Unfortunately, it is often impossible to eliminate the symptoms of the disease. In general, the effectiveness of all drugs used to treat IBS is low, and recurrence of symptoms of the disease should be expected. For these reasons, pharmacological treatment is not considered a panacea but one element of a multimodal approach to the treatment of IBS [14].
Raskov et al. emphasize that IBS is a multifactorial complex of changes in the intestinal microflora, the immune system, and gut–brain axis signaling. However, the effectiveness of currently available therapeutic methods is somewhat limited in this case [15]. Therefore, it is reasonable to search for new therapeutic methods using, for example, plant metabolites and stimulation of the vagus nerve in the treatment of IBS symptoms.

2. Visceral Hypersensitivity Association with IBS

The hypersensitivity of the large intestine is a characteristic feature of all IBS subtypes because the amended rectal perception in 61% of IBS patients has been documented [16].
It is now known that visceral stimuli from the digestive tract are transmitted via afferent nerves through the spinal cord to the brain, where they are felt as pain. It is unclear where the abnormalities along the visceral pathway are located. However, they were found to be responsible for the hypersensitivity seen in IBS patients. This overreaction observed in the brain of IBS patients may be due to increased peripheral sensitivity to stimuli from the gastrointestinal tract. Although the exact pathway is uncertain, attenuation of visceral hypersensitivity is still an area of interest in treating IBS [17].
Visceral hypersensitivity (VHS) plays a key role in the pathogenesis of IBS. In the clinical presentation, VHS is defined as an increased perception of mechanical stimuli applied to the intestine, manifested by pain and discomfort [18]. Patients with visceral hypersensitivity tend to have abdominal pain, mainly attributed to intraluminal retention of the gas or solid contents and mechanical stress to the gut wall [19]. Furthermore, in patients with IBS, there is an increased tendency in reports of pain and urge due to the lower colonic distension pain threshold compared to the healthy group [20]. Research by Bouin et al. aimed to determine the sensitivity, specificity, and predictive value of pain thresholds for rectal distension assessed using an electronic barostat in 86 patients with IBS, 21 with functional dyspepsia, 26 with painless constipation, 31 with various gastrointestinal conditions, and 25 healthy controls.
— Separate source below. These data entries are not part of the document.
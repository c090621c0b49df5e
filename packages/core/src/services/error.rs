//! Service Layer Error Types
//!
//! This module defines the error type surfaced by the form compiler. Two
//! kinds are meant to be handled by callers:
//!
//! - `Unprocessable` - the Master is structurally invalid relative to the
//!   catalog (unknown field, prefixed context, bad language); maps to 422
//! - `Store` - the form storage reported an HTTP error while resolving
//!   inheritance; carries the storage status code
//!
//! Everything else (catalog or taxonomy failures, malformed patches) is
//! propagated as-is without retries.

use crate::clients::ClientError;
use thiserror::Error;

/// Form compiler errors
#[derive(Error, Debug)]
pub enum FormServiceError {
    /// Input is invalid relative to the catalog
    #[error("{0}")]
    Unprocessable(String),

    /// Form storage reported an HTTP error
    #[error("Form storage request failed with status {status}: {message}")]
    Store { status: u16, message: String },

    /// Metadata catalog lookup failed
    #[error("Metadata catalog request failed: {0}")]
    Catalog(String),

    /// Taxonomy lookup failed
    #[error("Taxonomy request failed: {0}")]
    Taxonomy(String),

    /// JSON Patch document could not be applied
    #[error("Invalid patch: {0}")]
    Patch(String),

    /// Serialization/deserialization error
    #[error("Serialization error: {0}")]
    SerializationError(#[from] serde_json::Error),
}

impl FormServiceError {
    /// Create an unprocessable input error
    pub fn unprocessable(msg: impl Into<String>) -> Self {
        Self::Unprocessable(msg.into())
    }

    /// Create the error for a field without a catalog property or literal type
    pub fn bad_field(name: impl AsRef<str>) -> Self {
        Self::Unprocessable(format!("Bad field {}", name.as_ref()))
    }

    /// Create a patch error
    pub fn patch(msg: impl Into<String>) -> Self {
        Self::Patch(msg.into())
    }

    /// Map a storage client failure, keeping the HTTP status when there is one
    pub fn from_store(err: ClientError) -> Self {
        match err {
            ClientError::Http { status, message } => Self::Store { status, message },
            other => Self::Store {
                status: 502,
                message: other.to_string(),
            },
        }
    }

    /// Map a metadata catalog client failure
    pub fn from_catalog(err: ClientError) -> Self {
        Self::Catalog(err.to_string())
    }

    /// Map a taxonomy client failure
    pub fn from_taxonomy(err: ClientError) -> Self {
        Self::Taxonomy(err.to_string())
    }

    pub fn is_unprocessable(&self) -> bool {
        matches!(self, Self::Unprocessable(_))
    }

    /// Storage status code, if this is a storage error
    pub fn store_status(&self) -> Option<u16> {
        match self {
            Self::Store { status, .. } => Some(*status),
            _ => None,
        }
    }
}
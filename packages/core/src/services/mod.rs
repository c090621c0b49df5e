//! Business Services
//!
//! This module contains the form compiler:
//!
//! - `FieldService` - Pipeline orchestration (inheritance, patches, root resolution)
//! - `MetadataService` - Memoized catalog access and property schemas
//! - `SchemaService` - SchemaFormat back-end
//! - `ExpandedJsonService` - ExpandedJSONFormat back-end
//! - `UiSchemaService` - Derived uiSchema fragments
//! - `StoreService` - Cached form storage access
//!
//! Services coordinate between the collaborator clients and the output
//! models; the HTTP layer only talks to `FieldService`.

pub mod converter_service;
pub mod default_validators;
pub mod error;
pub mod expanded_json_service;
pub mod field_service;
pub mod metadata_service;
pub mod schema_service;
pub mod store_service;
pub mod uischema_service;

pub use converter_service::{localize, resolve_field_tree, ConverterService, ResolvedField};
pub use error::FormServiceError;
pub use expanded_json_service::ExpandedJsonService;
pub use field_service::{FieldService, LinkedMaster};
pub use metadata_service::MetadataService;
pub use schema_service::SchemaService;
pub use store_service::StoreService;
pub use uischema_service::UiSchemaService;
//! Compiled Form Formats
//!
//! The two compiler outputs:
//!
//! - [`SchemaFormat`] - JSON-Schema-shaped schema with uiSchema, validator
//!   trees and derived metadata
//! - [`ExpandedJsonFormat`] - simplified tree of typed field nodes
//!
//! [`ConvertedForm`] is the closed sum over both, serialized untagged so the
//! HTTP layer can return either shape as-is.

use crate::models::lang::{deserialize_translations, Lang, Translations};
use crate::services::FormServiceError;
use serde::{Deserialize, Serialize};
use serde_json::{Map, Value};
use std::str::FromStr;

/// Requested output format
#[derive(Debug, Clone, Copy, Default, PartialEq, Eq, Serialize, Deserialize)]
#[serde(rename_all = "lowercase")]
pub enum Format {
    #[default]
    Schema,
    Json,
}

impl FromStr for Format {
    type Err = FormServiceError;

    fn from_str(s: &str) -> Result<Self, Self::Err> {
        match s {
            "schema" => Ok(Format::Schema),
            "json" => Ok(Format::Json),
            other => Err(FormServiceError::unprocessable(format!(
                "Invalid format '{}', must be one of schema, json",
                other
            ))),
        }
    }
}

/// JSON-Schema-shaped compiled form
#[derive(Debug, Clone, Default, PartialEq, Serialize, Deserialize)]
#[serde(rename_all = "camelCase")]
pub struct SchemaFormat {
    #[serde(skip_serializing_if = "Option::is_none")]
    pub id: Option<String>,

    pub schema: Value,

    pub ui_schema: Value,

    pub validators: Value,

    pub warnings: Value,

    #[serde(default)]
    pub exclude_from_copy: Vec<String>,

    #[serde(skip_serializing_if = "Option::is_none")]
    pub attributes: Option<Value>,

    #[serde(skip_serializing_if = "Option::is_none")]
    pub extra: Option<Map<String, Value>>,

    #[serde(skip_serializing_if = "Option::is_none")]
    pub ui_schema_context: Option<Map<String, Value>>,

    #[serde(default, skip_serializing_if = "Map::is_empty")]
    pub options: Map<String, Value>,

    #[serde(
        default,
        deserialize_with = "deserialize_translations",
        skip_serializing_if = "Translations::is_empty"
    )]
    pub translations: Translations,

    #[serde(skip_serializing_if = "Option::is_none")]
    pub context: Option<String>,

    #[serde(skip_serializing_if = "Option::is_none")]
    pub language: Option<Lang>,

    /// Untouched authored top-level keys (`name`, `collectionID`, ...)
    #[serde(flatten)]
    pub rest: Map<String, Value>,
}

/// Typed field node of the expanded JSON format
#[derive(Debug, Clone, Default, PartialEq, Serialize, Deserialize)]
pub struct ExpandedField {
    pub name: String,

    #[serde(rename = "type")]
    pub field_type: String,

    #[serde(skip_serializing_if = "Option::is_none")]
    pub label: Option<String>,

    #[serde(default, skip_serializing_if = "Map::is_empty")]
    pub options: Map<String, Value>,

    #[serde(default, skip_serializing_if = "Vec::is_empty")]
    pub fields: Vec<ExpandedField>,

    #[serde(skip_serializing_if = "Option::is_none")]
    pub validators: Option<Value>,

    #[serde(skip_serializing_if = "Option::is_none")]
    pub warnings: Option<Value>,
}

/// Master with its field tree replaced by typed nodes
#[derive(Debug, Clone, Default, PartialEq, Serialize, Deserialize)]
#[serde(rename_all = "camelCase")]
pub struct ExpandedJsonFormat {
    #[serde(skip_serializing_if = "Option::is_none")]
    pub id: Option<String>,

    #[serde(default)]
    pub fields: Vec<ExpandedField>,

    #[serde(default, skip_serializing_if = "Map::is_empty")]
    pub options: Map<String, Value>,

    #[serde(
        default,
        deserialize_with = "deserialize_translations",
        skip_serializing_if = "Translations::is_empty"
    )]
    pub translations: Translations,

    #[serde(skip_serializing_if = "Option::is_none")]
    pub ui_schema: Option<Value>,

    #[serde(skip_serializing_if = "Option::is_none")]
    pub extra: Option<Map<String, Value>>,

    #[serde(skip_serializing_if = "Option::is_none")]
    pub context: Option<String>,

    #[serde(skip_serializing_if = "Option::is_none")]
    pub language: Option<Lang>,

    #[serde(flatten)]
    pub rest: Map<String, Value>,
}

/// Either compiler output
#[derive(Debug, Clone, PartialEq, Serialize)]
#[serde(untagged)]
pub enum ConvertedForm {
    Schema(SchemaFormat),
    Json(ExpandedJsonFormat),
}

impl ConvertedForm {
    pub fn format(&self) -> Format {
        match self {
            ConvertedForm::Schema(_) => Format::Schema,
            ConvertedForm::Json(_) => Format::Json,
        }
    }

    pub fn into_schema(self) -> Option<SchemaFormat> {
        match self {
            ConvertedForm::Schema(schema) => Some(schema),
            ConvertedForm::Json(_) => None,
        }
    }

    pub fn into_json(self) -> Option<ExpandedJsonFormat> {
        match self {
            ConvertedForm::Json(json) => Some(json),
            ConvertedForm::Schema(_) => None,
        }
    }
}

#[cfg(test)]
mod tests {
    use super::*;
    use serde_json::json;

    #[test]
    fn test_format_parsing() {
        assert_eq!("schema".parse::<Format>().unwrap(), Format::Schema);
        assert_eq!("json".parse::<Format>().unwrap(), Format::Json);
        assert!("xml".parse::<Format>().unwrap_err().is_unprocessable());
    }

    #[test]
    fn test_converted_form_serializes_untagged() {
        let form = ConvertedForm::Schema(SchemaFormat {
            schema: json!({ "type": "object", "properties": {} }),
            ui_schema: json!({}),
            validators: json!({}),
            warnings: json!({}),
            ..Default::default()
        });

        let value = serde_json::to_value(&form).unwrap();
        assert_eq!(value["schema"]["type"], "object");
        assert_eq!(value["excludeFromCopy"], json!([]));
        assert!(value.get("Schema").is_none());
    }

    #[test]
    fn test_expanded_field_type_rename() {
        let field = ExpandedField {
            name: "count".to_string(),
            field_type: "text".to_string(),
            ..Default::default()
        };

        let value = serde_json::to_value(&field).unwrap();
        assert_eq!(value, json!({ "name": "count", "type": "text" }));
    }
}
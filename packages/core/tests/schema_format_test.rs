//! Schema Format Tests
//!
//! Integration tests compiling Masters into `SchemaFormat` over the fixture
//! catalog in `common`.
//!
//! ## Test Coverage
//! - Object, array, enum and primitive schema shapes
//! - `required` lists from `minOccurs` and catalog `required`
//! - whitelist / blacklist / hidden / value_options shaping
//! - Default validators, excludeFromCopy, derived uiSchema and uiSchemaContext
//! - Localization with and without a requested language
//! - Root class selection and unknown fields
//! - Prepopulated documents from informal taxon groups

mod common;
The study showed that IBS patients had lowered pain thresholds in response to rectal distension compared to the control group and other patients with gastrointestinal diseases [21].
However, in the studies of Grabauskas et al., it was shown that colon biopsies taken from IBS-D patients contain high levels of prostaglandin E2 (PGE2), accompanied by a 2-3-fold increase in cyclooxygenase-2 (COX2) gene expression. In contrast, fecal material in the colon of IBS patients contains increased amounts of tryptase, histamine, and other bioactive substances. The study results suggest that prostaglandin E2 produced by colon mast cells activates EP2 receptors in the submucosal sensory fibers of dorsal root ganglia (DRG) neurons, which transmit nociceptive signals to the spinal cord, which is crucial for VH induction [22].
Chronic, low-grade inflammation of the intestinal mucosa, in combination with stress factors, can lead to lower gastrointestinal visceral hypersensitivity. This is confirmed by some of the studies in a group of patients with IBS, where the level of interleukin-6 in plasma positively correlated with the level of adrenocorticotropic hormone (ACTH) stimulated by corticotropin-releasing factor (CRH) [23].
Numerous reports confirm that CRH receptors mediate visceral hypersensitivity, and classical visceral hypersensitivity is exclusively induced by CRH1. However, as demonstrated by Nozu et al., CRH1-induced changes in colon function are also influenced by the CRH2 receptor through inhibitory signaling. The work also emphasized the role of the balance of CRH1 and CRH2 signaling, which determined changes in visceral sensation and colonic contractility [24].
As studies support the hypothesis that CRH signaling pathways play a vital role in the pathophysiology of IBS, colon function and visceral perception in IBS patients may be modified through peripheral administration of αhCRH, a non-selective CRH receptor antagonist. In the work of Sagami et al., CRH receptor antagonists have been shown to inhibit stress-induced bowel motor changes in IBS patients [25].
Mogilevski and colleagues have shown that short-term transcutaneous vagal stimulation in healthy individuals can reduce stress-induced (after peripheral administration of 100 µg of CRH) increases in intestinal permeability. The vagus nerve stimulation procedure was performed percutaneously using a special Digitimer DS7A and DS7AH HV stimulator placed in the auricle. Stimulation was performed for 10 min on the right side and then for 10 min on the left ear [26].
These studies confirm the protective effect of transcutaneous vagal nerve stimulation, which indicates its potential use in several chronic gastrointestinal diseases associated with intestinal inflammation, visceral hypersensitivity, or increased intestinal permeability [26].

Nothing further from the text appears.